WHAT YOU HAVE TO DO:
Find the line with "bytes, used for" in the entries below, then reproduce it and every line after it down to and including the line with "pub fn seal(key: &[u8], plaintext: &[u8])", exactly.

Dataset items:
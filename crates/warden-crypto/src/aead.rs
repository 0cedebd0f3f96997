//! AES-256-GCM.
//!
//! Two framings are supported:
//! - nonce-prefixed blobs (`nonce(12) || ciphertext || tag(16)`), used for
//!   wrapped keys and ECIES payloads
//! - explicit IV plus a body with a trailing tag of 12 to 16 bytes, used for
//!   NanoTDF policies and payloads

use aes_gcm::aead::consts::{U12, U13, U14, U15, U16};
use aes_gcm::aead::{Aead, KeyInit, Payload};
use aes_gcm::aes::Aes256;
use aes_gcm::{Aes256Gcm, AesGcm, Nonce, TagSize};
use rand::RngCore;

use crate::error::{CryptoError, Result};

pub const KEY_LEN: usize = 32;
pub const NONCE_LEN: usize = 12;
pub const TAG_LEN: usize = 16;

fn check_key(key: &[u8]) -> Result<()> {
    if key.len() != KEY_LEN {
        return Err(CryptoError::InvalidLength {
            what: "AES-256 key",
            expected: KEY_LEN,
            actual: key.len(),
        });
    }
    Ok(())
}

/// Encrypts with a random nonce and returns `nonce || ciphertext || tag`.
pub fn seal(key: &[u8], plaintext: &[u8]) -> Result<Vec<u8>> {
    seal_with_aad(key, plaintext, b"")
}

pub fn seal_with_aad(key: &[u8], plaintext: &[u8], aad: &[u8]) -> Result<Vec<u8>> {
    check_key(key)?;
    let cipher =
        Aes256Gcm::new_from_slice(key).map_err(|e| CryptoError::Encrypt(e.to_string()))?;

    let mut nonce = [0u8; NONCE_LEN];
    rand::rngs::OsRng.fill_bytes(&mut nonce);

    let ciphertext = cipher
        .encrypt(Nonce::from_slice(&nonce), Payload { msg: plaintext, aad })
        .map_err(|e| CryptoError::Encrypt(e.to_string()))?;

    // Prepend nonce to ciphertext so open can extract it
    let mut out = Vec::with_capacity(NONCE_LEN + ciphertext.len());
    out.extend_from_slice(&nonce);
    out.extend_from_slice(&ciphertext);
    Ok(out)
}

/// Decrypts a `nonce || ciphertext || tag` blob produced by [`seal`].
pub fn open(key: &[u8], blob: &[u8]) -> Result<Vec<u8>> {
    open_with_aad(key, blob, b"")
}

pub fn open_with_aad(key: &[u8], blob: &[u8], aad: &[u8]) -> Result<Vec<u8>> {
    if blob.len() < NONCE_LEN + TAG_LEN {
        return Err(CryptoError::Decrypt(
            "ciphertext too short to contain nonce and tag".to_string(),
        ));
    }
    let (nonce, body) = blob.split_at(NONCE_LEN);
    decrypt_with_iv(key, nonce, body, TAG_LEN, aad)
}

/// Decrypts `body` (ciphertext with a trailing tag of `tag_size` bytes) under `iv`.
pub fn decrypt_with_iv(
    key: &[u8],
    iv: &[u8],
    body: &[u8],
    tag_size: usize,
    aad: &[u8],
) -> Result<Vec<u8>> {
    check_key(key)?;
    if iv.len() != NONCE_LEN {
        return Err(CryptoError::InvalidLength {
            what: "AES-GCM IV",
            expected: NONCE_LEN,
            actual: iv.len(),
        });
    }
    if body.len() < tag_size {
        return Err(CryptoError::Decrypt("ciphertext shorter than tag".to_string()));
    }
    match tag_size {
        12 => decrypt_tagged::<U12>(key, iv, body, aad),
        13 => decrypt_tagged::<U13>(key, iv, body, aad),
        14 => decrypt_tagged::<U14>(key, iv, body, aad),
        15 => decrypt_tagged::<U15>(key, iv, body, aad),
        16 => decrypt_tagged::<U16>(key, iv, body, aad),
        other => Err(CryptoError::UnsupportedTagSize(other)),
    }
}

/// Encrypts under an explicit IV with a tag of `tag_size` bytes appended.
pub fn encrypt_with_iv(key: &[u8], iv: &[u8], plaintext: &[u8], tag_size: usize) -> Result<Vec<u8>> {
    check_key(key)?;
    if iv.len() != NONCE_LEN {
        return Err(CryptoError::InvalidLength {
            what: "AES-GCM IV",
            expected: NONCE_LEN,
            actual: iv.len(),
        });
    }
    match tag_size {
        12 => encrypt_tagged::<U12>(key, iv, plaintext),
        13 => encrypt_tagged::<U13>(key, iv, plaintext),
        14 => encrypt_tagged::<U14>(key, iv, plaintext),
        15 => encrypt_tagged::<U15>(key, iv, plaintext),
        16 => encrypt_tagged::<U16>(key, iv, plaintext),
        other => Err(CryptoError::UnsupportedTagSize(other)),
    }
}

fn decrypt_tagged<T: TagSize>(key: &[u8], iv: &[u8], body: &[u8], aad: &[u8]) -> Result<Vec<u8>> {
    let cipher = AesGcm::<Aes256, U12, T>::new_from_slice(key)
        .map_err(|e| CryptoError::Decrypt(e.to_string()))?;
    cipher
        .decrypt(Nonce::from_slice(iv), Payload { msg: body, aad })
        .map_err(|_| CryptoError::Decrypt("authentication failed".to_string()))
}

fn encrypt_tagged<T: TagSize>(key: &[u8], iv: &[u8], plaintext: &[u8]) -> Result<Vec<u8>> {
    let cipher = AesGcm::<Aes256, U12, T>::new_from_slice(key)
        .map_err(|e| CryptoError::Encrypt(e.to_string()))?;
    cipher
        .encrypt(Nonce::from_slice(iv), plaintext)
        .map_err(|e| CryptoError::Encrypt(e.to_string()))
}

#[cfg(test)]
mod tests {
    use super::*;
    use test_case::test_case;

    const KEY: [u8; 32] = [7u8; 32];

    #[test]
    fn seal_open_roundtrip() {
        let blob = seal(&KEY, b"sensitive").unwrap();
        assert_eq!(blob.len(), NONCE_LEN + 9 + TAG_LEN);
        assert_eq!(open(&KEY, &blob).unwrap(), b"sensitive");
    }

    #[test]
    fn seal_uses_fresh_nonces() {
        let a = seal(&KEY, b"x").unwrap();
        let b = seal(&KEY, b"x").unwrap();
        assert_ne!(a, b);
    }

    #[test]
    fn tampered_blob_fails() {
        let mut blob = seal(&KEY, b"sensitive").unwrap();
        let last = blob.len() - 1;
        blob[last] ^= 0x01;
        assert!(matches!(open(&KEY, &blob), Err(CryptoError::Decrypt(_))));
    }

    #[test]
    fn wrong_key_fails() {
        let blob = seal(&KEY, b"sensitive").unwrap();
        assert!(open(&[8u8; 32], &blob).is_err());
    }

    #[test]
    fn aad_is_authenticated() {
        let blob = seal_with_aad(&KEY, b"m", b"header").unwrap();
        assert!(open_with_aad(&KEY, &blob, b"header").is_ok());
        assert!(open_with_aad(&KEY, &blob, b"other").is_err());
    }

    #[test]
    fn short_key_rejected() {
        assert!(matches!(
            seal(&[1u8; 16], b"m"),
            Err(CryptoError::InvalidLength { .. })
        ));
    }

    #[test_case(12)]
    #[test_case(13)]
    #[test_case(14)]
    #[test_case(15)]
    #[test_case(16)]
    fn explicit_iv_tag_sizes(tag_size: usize) {
        let iv = [3u8; NONCE_LEN];
        let body = encrypt_with_iv(&KEY, &iv, b"policy", tag_size).unwrap();
        assert_eq!(body.len(), 6 + tag_size);
        let plain = decrypt_with_iv(&KEY, &iv, &body, tag_size, b"").unwrap();
        assert_eq!(plain, b"policy");
    }

    #[test]
    fn unsupported_tag_size() {
        let iv = [3u8; NONCE_LEN];
        assert!(matches!(
            decrypt_with_iv(&KEY, &iv, &[0u8; 32], 8, b""),
            Err(CryptoError::UnsupportedTagSize(8))
        ));
    }
}
//! Crypto error types

use thiserror::Error;
use warden_types::{EcCurve, ErrorKind};

use crate::pem::PemError;

pub type Result<T> = std::result::Result<T, CryptoError>;

#[derive(Debug, Error)]
pub enum CryptoError {
    #[error(transparent)]
    Pem(#[from] PemError),

    #[error("invalid key: {0}")]
    InvalidKey(String),

    #[error("unsupported key type: {0}")]
    UnsupportedKeyType(String),

    #[error("curve mismatch: key is {expected}, peer is {actual}")]
    CurveMismatch { expected: EcCurve, actual: EcCurve },

    #[error("invalid {what} length: expected {expected}, got {actual}")]
    InvalidLength {
        what: &'static str,
        expected: usize,
        actual: usize,
    },

    #[error("unsupported AES-GCM tag size: {0} bytes")]
    UnsupportedTagSize(usize),

    #[error("encryption failed: {0}")]
    Encrypt(String),

    #[error("decryption failed: {0}")]
    Decrypt(String),

    #[error("key derivation failed: {0}")]
    Kdf(String),
}

impl CryptoError {
    pub fn kind(&self) -> ErrorKind {
        match self {
            Self::Pem(_) | Self::InvalidKey(_) => ErrorKind::CreationFailed,
            Self::UnsupportedKeyType(_) => ErrorKind::UnsupportedAlgorithm,
            Self::CurveMismatch { .. }
            | Self::InvalidLength { .. }
            | Self::UnsupportedTagSize(_)
            | Self::Decrypt(_) => ErrorKind::InvalidArgument,
            Self::Encrypt(_) | Self::Kdf(_) => ErrorKind::Internal,
        }
    }
}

RESPONSE BOX:
//! - explicit IV plus a body with a trailing tag of 12 to 16 bytes, used for
//!   NanoTDF policies and payloads

use aes_gcm::aead::consts::{U12, U13, U14, U15, U16};
use aes_gcm::aead::{Aead, KeyInit, Payload};
use aes_gcm::aes::Aes256;
use aes_gcm::{Aes256Gcm, AesGcm, Nonce, TagSize};
use rand::RngCore;

use crate::error::{CryptoError, Result};

pub const KEY_LEN: usize = 32;
pub const NONCE_LEN: usize = 12;
pub const TAG_LEN: usize = 16;

fn check_key(key: &[u8]) -> Result<()> {
    if key.len() != KEY_LEN {
        return Err(CryptoError::InvalidLength {
            what: "AES-256 key",
            expected: KEY_LEN,
            actual: key.len(),
        });
    }
    Ok(())
}

/// Encrypts with a random nonce and returns `nonce || ciphertext || tag`.
pub fn seal(key: &[u8], plaintext: &[u8]) -> Result<Vec<u8>> {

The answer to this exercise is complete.